What Causes Ingrown Hairs?

The exact reason why some people suffer from ingrown hair while others do not is debatable. Ingrown hairs are quite common in men who keep a very short stubble, thereby allowing the sharp end of the cut hair to actually penetrate the skin. Women who shave their legs, arms and other parts of the body also have similar problems.

An increase in the level of testosterone has also been implicated in the development of ingrown hair since it increases the amount of hair growth.

Some researchers have pointed to a racial predisposition among Latinos, African Americans, Puerto Ricans and some other ethnicities that have a tendency towards thicker, curly hair. 

Treatment

The best way to treat ingrown hairs is to actually ignore them. In most cases they heal themselves as the hair grows out. If, however, it does not go away and in fact results in the aforementioned symptoms continuing then it is time to seek medical treatment.

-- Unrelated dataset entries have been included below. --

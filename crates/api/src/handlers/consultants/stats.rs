#![forbid(unsafe_code)]

use crate::server::{ApiResponse, forbidden, internal_error, not_found};
use om_storage::{SqliteStore, UserRow};
use serde_json::{Value, json};

/// Twelve-month performance view: task counters, hour-accuracy derived
/// reliability, salary totals and a month-by-month timeline.
pub(crate) fn stats(store: &mut SqliteStore, user: &UserRow, id: &str) -> ApiResponse {
    let consultant = match store.consultant_by_id(id) {
        Ok(Some(consultant)) => consultant,
        Ok(None) => return not_found("Consultant non trouvé"),
        Err(err) => return internal_error(err),
    };
    if !crate::is_director(user) && consultant.user_id != user.id {
        return forbidden("Permissions insuffisantes");
    }

    let activity = match store.consultant_activity(&consultant) {
        Ok(activity) => activity,
        Err(err) => return internal_error(err),
    };
    let months = crate::trailing_months(12);
    let timeline = match store.consultant_timeline(&consultant, &months) {
        Ok(buckets) => buckets,
        Err(err) => return internal_error(err),
    };
    let recent = match store.recent_assigned_tasks(&consultant.user_id, 10) {
        Ok(rows) => rows,
        Err(err) => return internal_error(err),
    };

    let completion_rate = if activity.total_tasks > 0 {
        (activity.completed_tasks as f64 * 100.0 / activity.total_tasks as f64).round() as i64
    } else {
        0
    };
    let avg_hours_per_task = if activity.timed_tasks > 0 {
        (activity.timed_hours / activity.timed_tasks as f64).round()
    } else {
        0.0
    };
    let avg_earnings_per_task = if activity.completed_tasks > 0 {
        (activity.total_earnings / activity.completed_tasks as f64).round()
    } else {
        0.0
    };

    let timeline_json: Vec<Value> = timeline
        .iter()
        .map(|bucket| {
            json!({
                "month": bucket.month,
                "tasksCompleted": bucket.tasks_completed,
                "hoursWorked": bucket.hours_worked,
                "earnings": bucket.earnings,
            })
        })
        .collect();
    let recent_json: Vec<Value> = recent
        .iter()
        .map(|(task, project_title)| {
            json!({
                "id": task.id,
                "title": task.title,
                "status": task.status,
                "project": project_title,
                "estimatedHours": task.estimated_hours,
                "actualHours": task.actual_hours,
                "createdAt": crate::ts_ms_to_rfc3339(task.created_ms),
            })
        })
        .collect();

    (
        "200 OK",
        json!({
            "overview": {
                "totalTasks": activity.total_tasks,
                "completedTasks": activity.completed_tasks,
                "inProgressTasks": activity.in_progress_tasks,
                "pendingTasks": activity.pending_tasks,
                "completionRate": completion_rate,
                "uniqueProjects": activity.unique_projects,
            },
            "performance": {
                "timeAccuracy": (activity.avg_ratio_capped * 100.0).round() as i64,
                "reliability": ((2.0 - activity.avg_ratio_capped) * 100.0).round() as i64,
                "avgHoursPerTask": avg_hours_per_task,
                "totalHoursWorked": activity.total_hours_worked,
            },
            "financial": {
                "totalEarnings": activity.total_earnings,
                "paidEarnings": activity.paid_earnings,
                "pendingEarnings": activity.total_earnings - activity.paid_earnings,
                "avgEarningsPerTask": avg_earnings_per_task,
                "totalTransactions": activity.salary_transactions,
            },
            "timeline": timeline_json,
            "recentTasks": recent_json,
        }),
    )
}
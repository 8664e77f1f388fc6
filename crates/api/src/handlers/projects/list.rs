#![forbid(unsafe_code)]

use crate::server::{ApiResponse, HttpRequest, internal_error};
use om_storage::{ProjectFilter, SqliteStore, UserRow};
use serde_json::json;

pub(crate) fn list(store: &mut SqliteStore, user: &UserRow, request: &HttpRequest) -> ApiResponse {
    let page = crate::page_param(&request.path);
    let limit = crate::limit_param(&request.path, 10);
    let viewer = if crate::is_director(user) {
        None
    } else {
        Some(user.id.clone())
    };
    let filter = ProjectFilter {
        viewer,
        status: crate::query_param(&request.path, "status"),
        search: crate::query_param(&request.path, "search"),
        limit,
        offset: (page - 1) * limit,
    };

    let (projects, total) = match store.list_projects(&filter) {
        Ok(result) => result,
        Err(err) => return internal_error(err),
    };
    let mut items = Vec::with_capacity(projects.len());
    for project in &projects {
        match super::project_card_json(store, project) {
            Ok(payload) => items.push(payload),
            Err(resp) => return resp,
        }
    }

    (
        "200 OK",
        json!({
            "projects": items,
            "pagination": crate::pagination_json(page, limit, total),
        }),
    )
}
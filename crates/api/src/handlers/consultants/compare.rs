#![forbid(unsafe_code)]

use crate::server::{ApiResponse, HttpRequest, bad_request, internal_error, not_found};
use om_storage::{ConsultantRow, SqliteStore, UserRow};
use serde_json::{Value, json};

/// Side-by-side view of exactly two consultants. The hour ratio here is
/// uncapped, unlike the per-consultant stats endpoint.
pub(crate) fn compare(store: &mut SqliteStore, user: &UserRow, request: &HttpRequest) -> ApiResponse {
    if let Err(resp) = crate::require_director(user) {
        return resp;
    }
    let ids_param = match crate::query_param(&request.path, "ids") {
        Some(value) => value,
        None => return bad_request("Paramètre ids requis"),
    };
    let ids: Vec<&str> = ids_param
        .split(',')
        .map(str::trim)
        .filter(|id| !id.is_empty())
        .collect();
    if ids.len() != 2 {
        return bad_request("Exactement 2 consultants doivent être comparés");
    }

    let mut consultants: Vec<ConsultantRow> = Vec::with_capacity(2);
    for id in &ids {
        match store.consultant_by_id(id) {
            Ok(Some(consultant)) => consultants.push(consultant),
            Ok(None) => return not_found("Un ou plusieurs consultants non trouvés"),
            Err(err) => return internal_error(err),
        }
    }

    let mut sides: Vec<Value> = Vec::with_capacity(2);
    for consultant in &consultants {
        let payload = match super::consultant_with_user_json(store, consultant) {
            Ok(payload) => payload,
            Err(resp) => return resp,
        };
        let activity = match store.consultant_activity(consultant) {
            Ok(activity) => activity,
            Err(err) => return internal_error(err),
        };
        let completion_rate = if activity.total_tasks > 0 {
            (activity.completed_tasks as f64 * 100.0 / activity.total_tasks as f64).round() as i64
        } else {
            0
        };
        sides.push(json!({
            "consultant": payload,
            "stats": {
                "totalTasks": activity.total_tasks,
                "completedTasks": activity.completed_tasks,
                "completionRate": completion_rate,
                "timeAccuracy": (activity.avg_ratio_raw * 100.0).round() as i64,
                "reliability": ((2.0 - activity.avg_ratio_raw) * 100.0).round() as i64,
                "totalHours": activity.total_hours_worked,
                "totalEarnings": activity.total_earnings,
                "avgTaskDuration": activity.avg_task_duration_days,
                "recentProjects": activity.recent_project_titles,
            },
        }));
    }

    (
        "200 OK",
        json!({
            "consultants": sides,
            "comparisonDate": crate::now_rfc3339(),
        }),
    )
}
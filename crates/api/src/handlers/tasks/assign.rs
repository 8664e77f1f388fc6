#![forbid(unsafe_code)]

use crate::server::{ApiResponse, HttpRequest, bad_request, forbidden, internal_error, not_found};
use om_core::notify::NotificationType;
use om_core::roles::UserRole;
use om_storage::{SqliteStore, StoreError, TaskAssignment, UserRow};

pub(crate) fn assign(
    store: &mut SqliteStore,
    user: &UserRow,
    id: &str,
    request: &HttpRequest,
) -> ApiResponse {
    let task = match store.task_by_id(id) {
        Ok(Some(task)) => task,
        Ok(None) => return not_found("Tâche non trouvée"),
        Err(err) => return internal_error(err),
    };
    let project = match store.project_by_id(&task.project_id) {
        Ok(Some(project)) => project,
        Ok(None) => return not_found("Projet non trouvé"),
        Err(err) => return internal_error(err),
    };
    if !crate::handlers::projects::can_edit_project(user, &project) {
        return forbidden("Permissions insuffisantes pour assigner cette tâche");
    }

    let body = match crate::parse_json_body(&request.body) {
        Ok(body) => body,
        Err(resp) => return resp,
    };
    let assigned_user_id = match crate::require_string(&body, "assignedUserId", 1, "Utilisateur requis")
    {
        Ok(value) => value,
        Err(resp) => return resp,
    };
    let estimated_hours = crate::optional_f64(&body, "estimatedHours");
    if let Some(hours) = estimated_hours
        && hours < 1.0
    {
        return bad_request("Les heures estimées doivent être supérieures à 0");
    }
    let budget = crate::optional_f64(&body, "budget");
    if let Some(budget) = budget
        && budget < 0.0
    {
        return bad_request("Le budget doit être positif");
    }

    let assignee = match store.user_by_id(&assigned_user_id) {
        Ok(Some(assignee)) => assignee,
        Ok(None) => return not_found("Utilisateur non trouvé"),
        Err(err) => return internal_error(err),
    };
    if UserRole::parse(&assignee.role) != Some(UserRole::Consultant) {
        return bad_request("Seuls les consultants peuvent être assignés aux tâches");
    }

    let task = match store.assign_task(
        id,
        TaskAssignment {
            assigned_user_id: assigned_user_id.clone(),
            estimated_hours,
            budget,
        },
    ) {
        Ok(task) => task,
        Err(StoreError::UnknownId) => return not_found("Tâche non trouvée"),
        Err(err) => return internal_error(err),
    };

    crate::handlers::notify(
        store,
        &assigned_user_id,
        NotificationType::AssignationTache,
        "Nouvelle tâche assignée",
        format!(
            "Vous avez été assigné à la tâche \"{}\" du projet \"{}\"",
            task.title, project.title
        ),
        Some((&task.id, "task")),
    );

    match super::task_with_assignee_json(store, &task) {
        Ok(payload) => ("200 OK", payload),
        Err(resp) => resp,
    }
}
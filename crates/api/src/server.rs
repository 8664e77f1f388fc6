#![forbid(unsafe_code)]

use crate::RequestLog;
use crate::handlers;
use om_storage::{SqliteStore, StoreError};
use serde_json::{Value, json};
use std::io::Read as _;
use std::io::Write as _;
use std::net::{TcpListener, TcpStream};
use std::path::PathBuf;
use std::sync::Arc;
use std::sync::atomic::{AtomicBool, Ordering};
use std::time::{Duration, Instant};

pub(crate) const MAX_BODY_BYTES: usize = 64 * 1024;
const MAX_HEADER_BYTES: usize = 16 * 1024;
const IO_TIMEOUT: Duration = Duration::from_secs(2);
const IDLE_SLEEP: Duration = Duration::from_millis(25);

/// Ready-to-send outcome: HTTP status line tail plus the JSON body.
pub(crate) type ApiResponse = (&'static str, Value);

pub(crate) struct ServerConfig {
    pub(crate) storage_dir: PathBuf,
    pub(crate) port: u16,
    pub(crate) seed: bool,
}

pub(crate) struct HttpRequest {
    pub(crate) method: String,
    pub(crate) path: String,
    pub(crate) bearer: Option<String>,
    pub(crate) body: Vec<u8>,
    pub(crate) body_truncated: bool,
}

pub(crate) fn run(
    config: ServerConfig,
    shutdown: Arc<AtomicBool>,
) -> Result<(), Box<dyn std::error::Error>> {
    let mut store = SqliteStore::open(&config.storage_dir)?;
    if config.seed && store.count_users()? == 0 {
        let summary = store.seed_demo(&crate::hash_password(crate::SEED_PASSWORD))?;
        println!(
            "seeded demo data: users={} consultants={} projects={} tasks={} transactions={}",
            summary.users, summary.consultants, summary.projects, summary.tasks,
            summary.transactions
        );
    }
    let mut request_log = RequestLog::new(&config.storage_dir);

    let listener = TcpListener::bind(("127.0.0.1", config.port))?;
    listener.set_nonblocking(true)?;
    let addr = listener.local_addr()?;
    println!("om_api listening on http://{addr}");

    while !shutdown.load(Ordering::Relaxed) {
        match listener.accept() {
            Ok((stream, _addr)) => {
                handle_connection(stream, &mut store, &mut request_log);
            }
            Err(err) if err.kind() == std::io::ErrorKind::WouldBlock => {
                std::thread::sleep(IDLE_SLEEP);
            }
            Err(_) => continue,
        }
    }
    Ok(())
}

fn handle_connection(mut stream: TcpStream, store: &mut SqliteStore, log: &mut RequestLog) {
    let _ = stream.set_read_timeout(Some(IO_TIMEOUT));
    let _ = stream.set_write_timeout(Some(IO_TIMEOUT));

    let Some(request) = read_request(&mut stream) else {
        return;
    };
    let head_only = request.method == "HEAD";
    let started = Instant::now();
    let (status, body) = respond(store, &request);
    log.record(
        &request.method,
        &request.path,
        status,
        started.elapsed().as_millis(),
    );
    write_response(&mut stream, status, &body, head_only);
}

fn respond(store: &mut SqliteStore, request: &HttpRequest) -> ApiResponse {
    if request.body_truncated {
        return api_error(
            "413 Payload Too Large",
            "PAYLOAD_TOO_LARGE",
            "Corps de requête trop volumineux",
            Some("Limitez le corps de requête à 64 KiB."),
        );
    }
    if !matches!(
        request.method.as_str(),
        "GET" | "HEAD" | "POST" | "PUT" | "DELETE"
    ) {
        return api_error(
            "405 Method Not Allowed",
            "METHOD_NOT_ALLOWED",
            "Méthode non autorisée",
            None,
        );
    }
    route(store, request)
}

fn route(store: &mut SqliteStore, request: &HttpRequest) -> ApiResponse {
    let path = normalize_path(&request.path);
    let segments: Vec<&str> = path
        .trim_start_matches('/')
        .split('/')
        .filter(|segment| !segment.is_empty())
        .collect();
    // HEAD routes like GET; the body is withheld at write time.
    let method = if request.method == "HEAD" {
        "GET"
    } else {
        request.method.as_str()
    };

    match (method, segments.as_slice()) {
        ("GET", ["health"]) => {
            return (
                "200 OK",
                json!({ "status": "ok", "version": crate::SERVER_VERSION }),
            );
        }
        ("POST", ["api", "auth", "register"]) => return handlers::auth::register(store, request),
        ("POST", ["api", "auth", "login"]) => return handlers::auth::login(store, request),
        (_, ["health"] | ["api", "auth", "register" | "login"]) => return unmatched(&segments),
        _ => {}
    }

    let user = match crate::authenticate(store, request.bearer.as_deref()) {
        Ok(user) => user,
        Err(resp) => return resp,
    };

    match (method, segments.as_slice()) {
        ("POST", ["api", "auth", "logout"]) => handlers::auth::logout(store, request),
        ("GET", ["api", "auth", "me"]) => handlers::auth::me(store, &user),

        ("GET", ["api", "projects"]) => handlers::projects::list(store, &user, request),
        ("POST", ["api", "projects"]) => handlers::projects::create(store, &user, request),
        ("GET", ["api", "projects", id]) => handlers::projects::detail(store, &user, id),
        ("PUT", ["api", "projects", id]) => handlers::projects::update(store, &user, id, request),
        ("DELETE", ["api", "projects", id]) => handlers::projects::delete(store, &user, id),
        ("PUT", ["api", "projects", id, "budget"]) => {
            handlers::projects::budget(store, &user, id, request)
        }
        ("GET", ["api", "projects", id, "tasks"]) => {
            handlers::projects::task_list(store, &user, id)
        }
        ("POST", ["api", "projects", id, "tasks"]) => {
            handlers::projects::task_create(store, &user, id, request)
        }

        ("GET", ["api", "tasks"]) => handlers::tasks::list(store, &user, request),
        ("POST", ["api", "tasks"]) => handlers::tasks::create(store, &user, request),
        ("GET", ["api", "tasks", id]) => handlers::tasks::detail(store, &user, id),
        ("POST", ["api", "tasks", id, "assign"]) => {
            handlers::tasks::assign(store, &user, id, request)
        }
        ("PUT", ["api", "tasks", id, "status"]) => {
            handlers::tasks::status(store, &user, id, request)
        }

        ("GET", ["api", "consultants"]) => handlers::consultants::list(store, request),
        ("POST", ["api", "consultants"]) => handlers::consultants::create(store, &user, request),
        ("GET", ["api", "consultants", "compare"]) => {
            handlers::consultants::compare(store, &user, request)
        }
        ("GET", ["api", "consultants", id]) => handlers::consultants::detail(store, &user, id),
        ("PUT", ["api", "consultants", id]) => {
            handlers::consultants::update(store, &user, id, request)
        }
        ("GET", ["api", "consultants", id, "stats"]) => {
            handlers::consultants::stats(store, &user, id)
        }

        ("GET", ["api", "transactions"]) => handlers::transactions::list(store, &user, request),
        ("POST", ["api", "transactions"]) => handlers::transactions::create(store, &user, request),
        ("GET", ["api", "transactions", "stats"]) => {
            handlers::transactions::stats(store, &user, request)
        }
        ("POST", ["api", "transactions", "consultant-payment"]) => {
            handlers::transactions::consultant_payment(store, &user, request)
        }
        ("PUT", ["api", "transactions", id, "pay"]) => {
            handlers::transactions::pay(store, &user, id)
        }

        ("GET", ["api", "notifications"]) => handlers::notifications::list(store, &user, request),
        ("PUT", ["api", "notifications", "mark-all-read"]) => {
            handlers::notifications::read_all(store, &user)
        }
        ("PUT", ["api", "notifications", id, "read"]) => {
            handlers::notifications::read(store, &user, id)
        }

        ("GET", ["api", "analytics"]) => handlers::analytics::overview(store, &user),
        ("GET", ["api", "analytics", "charts"]) => handlers::analytics::charts(store, &user),

        (_, segments) => unmatched(segments),
    }
}

fn unmatched(segments: &[&str]) -> ApiResponse {
    let known = matches!(
        segments,
        ["health"]
            | ["api", "auth", "register" | "login" | "logout" | "me"]
            | ["api", "projects"]
            | ["api", "projects", _]
            | ["api", "projects", _, "tasks" | "budget"]
            | ["api", "tasks"]
            | ["api", "tasks", _]
            | ["api", "tasks", _, "assign" | "status"]
            | ["api", "consultants"]
            | ["api", "consultants", _]
            | ["api", "consultants", _, "stats"]
            | ["api", "transactions"]
            | ["api", "transactions", "consultant-payment" | "stats"]
            | ["api", "transactions", _, "pay"]
            | ["api", "notifications"]
            | ["api", "notifications", "mark-all-read"]
            | ["api", "notifications", _, "read"]
            | ["api", "analytics"]
            | ["api", "analytics", "charts"]
    );
    if known {
        api_error(
            "405 Method Not Allowed",
            "METHOD_NOT_ALLOWED",
            "Méthode non autorisée",
            None,
        )
    } else {
        not_found("Ressource non trouvée")
    }
}

fn read_request(stream: &mut TcpStream) -> Option<HttpRequest> {
    let mut buffer = Vec::with_capacity(1024);
    let mut chunk = [0u8; 4096];
    let header_end;
    loop {
        match stream.read(&mut chunk) {
            Ok(0) => return None,
            Ok(n) => {
                buffer.extend_from_slice(&chunk[..n]);
                if let Some(pos) = find_header_end(&buffer) {
                    header_end = pos;
                    break;
                }
                if buffer.len() > MAX_HEADER_BYTES {
                    return None;
                }
            }
            Err(_) => return None,
        }
    }

    let header_text = String::from_utf8_lossy(&buffer[..header_end]).to_string();
    let mut lines = header_text.split("\r\n");
    let request_line = lines.next()?;
    let mut parts = request_line.split_whitespace();
    let method = parts.next()?.to_string();
    let path = parts.next()?.to_string();

    let mut content_length = 0usize;
    let mut bearer: Option<String> = None;
    for line in lines {
        let Some((name, value)) = line.split_once(':') else {
            continue;
        };
        let value = value.trim();
        if name.eq_ignore_ascii_case("content-length") {
            content_length = value.parse().unwrap_or(0);
        } else if name.eq_ignore_ascii_case("authorization") {
            let mut words = value.splitn(2, ' ');
            let scheme = words.next().unwrap_or("");
            if scheme.eq_ignore_ascii_case("bearer") {
                bearer = words.next().map(|token| token.trim().to_string());
            }
        }
    }

    let body_truncated = content_length > MAX_BODY_BYTES;
    let body_start = (header_end + 4).min(buffer.len());
    let mut body = buffer[body_start..].to_vec();

    if body_truncated {
        // Drain the oversized remainder so the client can still read the 413.
        let mut remaining = content_length.saturating_sub(body.len());
        while remaining > 0 {
            match stream.read(&mut chunk) {
                Ok(0) => break,
                Ok(n) => remaining = remaining.saturating_sub(n),
                Err(_) => break,
            }
        }
        body.clear();
    } else {
        while body.len() < content_length {
            match stream.read(&mut chunk) {
                Ok(0) => break,
                Ok(n) => body.extend_from_slice(&chunk[..n]),
                Err(_) => break,
            }
        }
        body.truncate(content_length);
    }

    Some(HttpRequest {
        method,
        path,
        bearer,
        body,
        body_truncated,
    })
}

fn find_header_end(buffer: &[u8]) -> Option<usize> {
    buffer.windows(4).position(|window| window == b"\r\n\r\n")
}

/// Strips the query string and rejects oversized or escaped paths; bad
/// input routes as "/" which no handler claims.
pub(crate) fn normalize_path(raw: &str) -> String {
    let trimmed = raw.trim();
    let without_query = trimmed.split('?').next().unwrap_or("");
    if without_query.is_empty() {
        return "/".to_string();
    }
    if without_query.len() > 256 || without_query.contains("..") || without_query.contains('\\') {
        return "/".to_string();
    }
    without_query.to_string()
}

fn write_response(stream: &mut TcpStream, status: &str, body: &Value, head_only: bool) {
    use std::fmt::Write as _;
    let payload = body.to_string();
    let mut head = String::with_capacity(160);
    head.push_str("HTTP/1.1 ");
    head.push_str(status);
    head.push_str("\r\n");
    head.push_str("Content-Type: application/json; charset=utf-8\r\n");
    head.push_str("Cache-Control: no-store\r\n");
    head.push_str("X-Content-Type-Options: nosniff\r\n");
    let _ = write!(head, "Content-Length: {}\r\n", payload.len());
    head.push_str("\r\n");
    let _ = stream.write_all(head.as_bytes());
    if !head_only {
        let _ = stream.write_all(payload.as_bytes());
    }
    let _ = stream.flush();
}

pub(crate) fn api_error(
    status: &'static str,
    code: &str,
    message: &str,
    recovery: Option<&str>,
) -> ApiResponse {
    let mut error = json!({ "code": code, "message": message });
    if let Some(recovery) = recovery
        && let Some(map) = error.as_object_mut()
    {
        map.insert("recovery".to_string(), Value::String(recovery.to_string()));
    }
    (status, json!({ "error": error }))
}

pub(crate) fn bad_request(message: &str) -> ApiResponse {
    api_error("400 Bad Request", "INVALID_INPUT", message, None)
}

pub(crate) fn forbidden(message: &str) -> ApiResponse {
    api_error("403 Forbidden", "FORBIDDEN", message, None)
}

pub(crate) fn not_found(message: &str) -> ApiResponse {
    api_error("404 Not Found", "NOT_FOUND", message, None)
}

pub(crate) fn conflict(message: &str) -> ApiResponse {
    api_error("409 Conflict", "CONFLICT", message, None)
}

pub(crate) fn internal_error(err: StoreError) -> ApiResponse {
    api_error(
        "500 Internal Server Error",
        "INTERNAL",
        "Erreur interne du serveur",
        Some(&err.to_string()),
    )
}
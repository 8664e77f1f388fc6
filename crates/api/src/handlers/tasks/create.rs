#![forbid(unsafe_code)]

use crate::server::{ApiResponse, HttpRequest, forbidden, internal_error, not_found};
use om_core::roles::UserRole;
use om_storage::{SqliteStore, UserRow};

pub(crate) fn create(
    store: &mut SqliteStore,
    user: &UserRow,
    request: &HttpRequest,
) -> ApiResponse {
    if let Err(resp) = crate::require_role(user, UserRole::Consultant) {
        return resp;
    }
    let body = match crate::parse_json_body(&request.body) {
        Ok(body) => body,
        Err(resp) => return resp,
    };
    let project_id = match crate::require_string(&body, "projectId", 1, "Projet requis") {
        Ok(value) => value,
        Err(resp) => return resp,
    };
    let project = match store.project_by_id(&project_id) {
        Ok(Some(project)) => project,
        Ok(None) => return not_found("Projet non trouvé"),
        Err(err) => return internal_error(err),
    };
    if !crate::handlers::projects::can_edit_project(user, &project) {
        return forbidden("Permissions insuffisantes pour créer une tâche sur ce projet");
    }

    let task = match super::create_in_project(store, user, &project, &body) {
        Ok(task) => task,
        Err(resp) => return resp,
    };
    match super::task_with_assignee_json(store, &task) {
        Ok(payload) => ("201 Created", payload),
        Err(resp) => resp,
    }
}
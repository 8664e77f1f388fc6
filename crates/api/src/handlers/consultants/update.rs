#![forbid(unsafe_code)]

use crate::server::{ApiResponse, HttpRequest, bad_request, forbidden, internal_error, not_found};
use om_storage::{ConsultantUpdate, SqliteStore, StoreError, UserRow};

pub(crate) fn update(
    store: &mut SqliteStore,
    user: &UserRow,
    id: &str,
    request: &HttpRequest,
) -> ApiResponse {
    let consultant = match store.consultant_by_id(id) {
        Ok(Some(consultant)) => consultant,
        Ok(None) => return not_found("Consultant non trouvé"),
        Err(err) => return internal_error(err),
    };
    if !crate::is_director(user) && consultant.user_id != user.id {
        return forbidden("Permissions insuffisantes");
    }

    let body = match crate::parse_json_body(&request.body) {
        Ok(body) => body,
        Err(resp) => return resp,
    };

    let tjm = crate::optional_f64(&body, "tjm");
    if let Some(value) = tjm
        && value < 0.0
    {
        return bad_request("Le TJM doit être positif");
    }
    let specialization = crate::optional_string(&body, "specialization");
    if let Some(value) = &specialization
        && value.chars().count() < 3
    {
        return bad_request("La spécialisation doit contenir au moins 3 caractères");
    }
    let skills = crate::optional_string_array(&body, "skills");
    if let Some(values) = &skills
        && values.is_empty()
    {
        return bad_request("Au moins une compétence est requise");
    }
    let experience_years = match crate::optional_f64(&body, "experience") {
        Some(value) if value < 0.0 => return bad_request("L'expérience doit être positive"),
        Some(value) => Some(value as i64),
        None => None,
    };

    let changes = ConsultantUpdate {
        tjm,
        specialization,
        skills,
        experience_years,
        biography: crate::optional_string(&body, "biography"),
        is_available: crate::optional_bool(&body, "isAvailable"),
        phone: crate::optional_string(&body, "phone"),
    };
    let updated = match store.update_consultant(id, changes) {
        Ok(updated) => updated,
        Err(StoreError::UnknownId) => return not_found("Consultant non trouvé"),
        Err(err) => return internal_error(err),
    };

    match super::consultant_with_user_json(store, &updated) {
        Ok(payload) => ("200 OK", payload),
        Err(resp) => resp,
    }
}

Your doctor may choose to make a small incision with a scalpel or a thin needle after administering local anesthesia in an effort to free the ingrown hair from the skin. This is a good option when the problem is localized to a few areas, however in cases where it is widespread all over the body a prescription of steroid medication may be in order.

The steroid may be administered locally in the form of a gel or through tablet form via the oral cavity.

A supplement of vitamin A may be prescribed to help augment the repair that is taking place in the affected areas of the skin.

While there is no need to take any antibiotic medication if the ingrown hair is uninfected, a course will be prescribed if there is some pus formation that is observed.

Most patients have complaints that deal more with the cosmetic nature of the disease and this can be addressed in consultation with a dermatologist. Laser treatment to deal with the pigmentation is an option. It is also a good option to get rid of the problem of hair removal on a long term basis. This is especially true since growing out the hair in the affected area may not always be an acceptable solution for men or women.

Using spa services for skin exfoliation, keeping a small stubble or shaving with a single blade a little away from the surface of the skin are a few ways to minimize the amount of ingrown hair that develop.